As others have said, the regular version is pretty family friendly and inoffensive. I, like many dopers, started reading it in about 5th grade. I did the 1-stars first, and anything with photos, maps, or cartoons. I moved on to more difficult puzzles as I got older.

I stopped subscribing several years ago when the cost went up and my available time went down. I was only finishing 3 or 4 puzzles per magazine and it just wasn’t worth it.

I will have to look around for the new merged version. Barnes and Noble has always been good in the past.

I had a subscription to Games starting way back in the late 70s all the way through to the 90s. Broke my heart that I threw out a huge stack of them about 15 years ago.

I loved the Pic Tac Toe puzzles, and always wanted to submit one, but could never pull it together.

Do “messy” and “cleaner” refer to the cryptic clues themselves? As in not always being a combination of wordplay + definition? Or, there was a patch in Harper’s, of a few years, when it seemed like every puzzle had one or more typos in the clues, though the puzzles were still ultimately solvable. Over the years I have solved just about all of the Harper’s cryptics, including the Galli and Maltby years. Some of the puzzles are more enjoyable than others, with for example ones using a Playfair square tending to be tedious for me. A subscription to the magazine with online access makes it possible to have a complete set of its cryptics from 1976 onward. I find that the more familiar that I am with a puzzle creator’s cluing style, the easier that the puzzles become. Lately, the Harper’s and Games variety cryptics are easy to solve.

Speaking of Games, the latest issue that I have is April 2015, which arrived in about February.
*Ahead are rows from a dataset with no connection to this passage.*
//! Per-kind expansion policy for the traversal engine.
//!
//! The traversal loop itself is kind-agnostic; which relations it follows
//! from a node is looked up here.

use oam_core::AssetKind;

/// When incoming relations of a node are followed.
#[derive(Debug, Clone, Copy, PartialEq, Eq)]
pub enum Incoming {
    Never,
    Always,
    /// Only when the node's label is a scope domain or below one.
    WhenInScope,
}

/// Relations the traversal follows from a node of one kind.
///
/// An empty label list means every label.
#[derive(Debug, Clone, Copy, PartialEq, Eq)]
pub struct ExpansionPolicy {
    pub follow_outgoing: bool,
    pub outgoing_labels: &'static [&'static str],
    pub incoming: Incoming,
    pub incoming_labels: &'static [&'static str],
}

impl ExpansionPolicy {
    const NONE: Self = Self {
        follow_outgoing: false,
        outgoing_labels: &[],
        incoming: Incoming::Never,
        incoming_labels: &[],
    };

    const OUTGOING_ALL: Self = Self {
        follow_outgoing: true,
        ..Self::NONE
    };

    /// Whether incoming relations are followed, given the scope decision.
    pub fn follows_incoming(&self, in_scope: bool) -> bool {
        match self.incoming {
            Incoming::Never => false,
            Incoming::Always => true,
            Incoming::WhenInScope => in_scope,
        }
    }
}

pub fn policy_for(kind: AssetKind) -> ExpansionPolicy {
    match kind {
        AssetKind::Fqdn => ExpansionPolicy {
            incoming: Incoming::WhenInScope,
            ..ExpansionPolicy::OUTGOING_ALL
        },
        AssetKind::IpAddress => ExpansionPolicy {
            incoming: Incoming::Always,
            incoming_labels: &["contains"],
            ..ExpansionPolicy::OUTGOING_ALL
        },
        AssetKind::Netblock => ExpansionPolicy {
            incoming: Incoming::Always,
            incoming_labels: &["announces"],
            ..ExpansionPolicy::NONE
        },
        AssetKind::AutonomousSystem => ExpansionPolicy {
            outgoing_labels: &["registration"],
            ..ExpansionPolicy::OUTGOING_ALL
        },
        AssetKind::SocketAddress
        | AssetKind::NetworkEndpoint
        | AssetKind::EmailAddress
        | AssetKind::Url
        | AssetKind::Location
        | AssetKind::Phone
        | AssetKind::Organization
        | AssetKind::Person
        | AssetKind::TlsCertificate
        | AssetKind::DomainRecord
        | AssetKind::Service
        | AssetKind::AutnumRecord
        | AssetKind::ContactRecord => ExpansionPolicy::OUTGOING_ALL,
        AssetKind::Fingerprint | AssetKind::Source | AssetKind::RirOrganization => {
            ExpansionPolicy::NONE
        }
    }
}
//! The page-fetching seam used by [`SearchPager`](crate::SearchPager).

use async_trait::async_trait;

use crate::query::{Cursor, PatternQuery};
use crate::responses::Results;

/// A source of pattern-query result pages.
///
/// Implementations issue one request per call and never fail: a transport
/// error or a non-success status degrades to an empty page
/// ([`Results::empty`]) with `total_hits == 0`. Callers that need to tell an
/// empty result set from a failed request must use a strict API such as
/// [`HttpOdinsonClient::try_search`](crate::HttpOdinsonClient::try_search).
///
/// # Example
///
/// ```rust,ignore
/// use odinson_rest::{HttpOdinsonClient, PatternQuery, SearchBackend};
///
/// let client = HttpOdinsonClient::from_address("http://localhost:9000")?;
/// let page = client.search(&PatternQuery::new("[lemma=pie]"), None).await;
/// println!("{} hits", page.total_hits);
/// ```
#[async_trait]
pub trait SearchBackend: Send + Sync {
    /// Fetch the page following `cursor`, or the first page when `cursor` is `None`.
    async fn search(&self, query: &PatternQuery, cursor: Option<&Cursor>) -> Results;
}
Yes, the Pic Tac Toe puzzles are clever and fun. So is Some Assembly Required, by Patrick Berry. I’ve avoided the Paint by Numbers because they look tedious with a final and crude boxy picture not worth the effort. However, if solving PbN’s leads to better results than using one weird trick to boost my credit score by 217 points, then I’ll start painting now.

I think I have seen typos and other errors in Maltby’s, yeah.

“Messy” refers to his kind of trippy clues and weird extra grid entry rules. And he uses nonstandard spellings and obscure words on top of weirdly complex grid rules. Yeah, that’s the point, it’s meant to be hard. And he’s not quite Kinsey Millhone’s landlord. But I very found him more annoying than, say, the team that used to a puzzle in the Atlantic.

As I did more of his puzzles, I got used to him, though.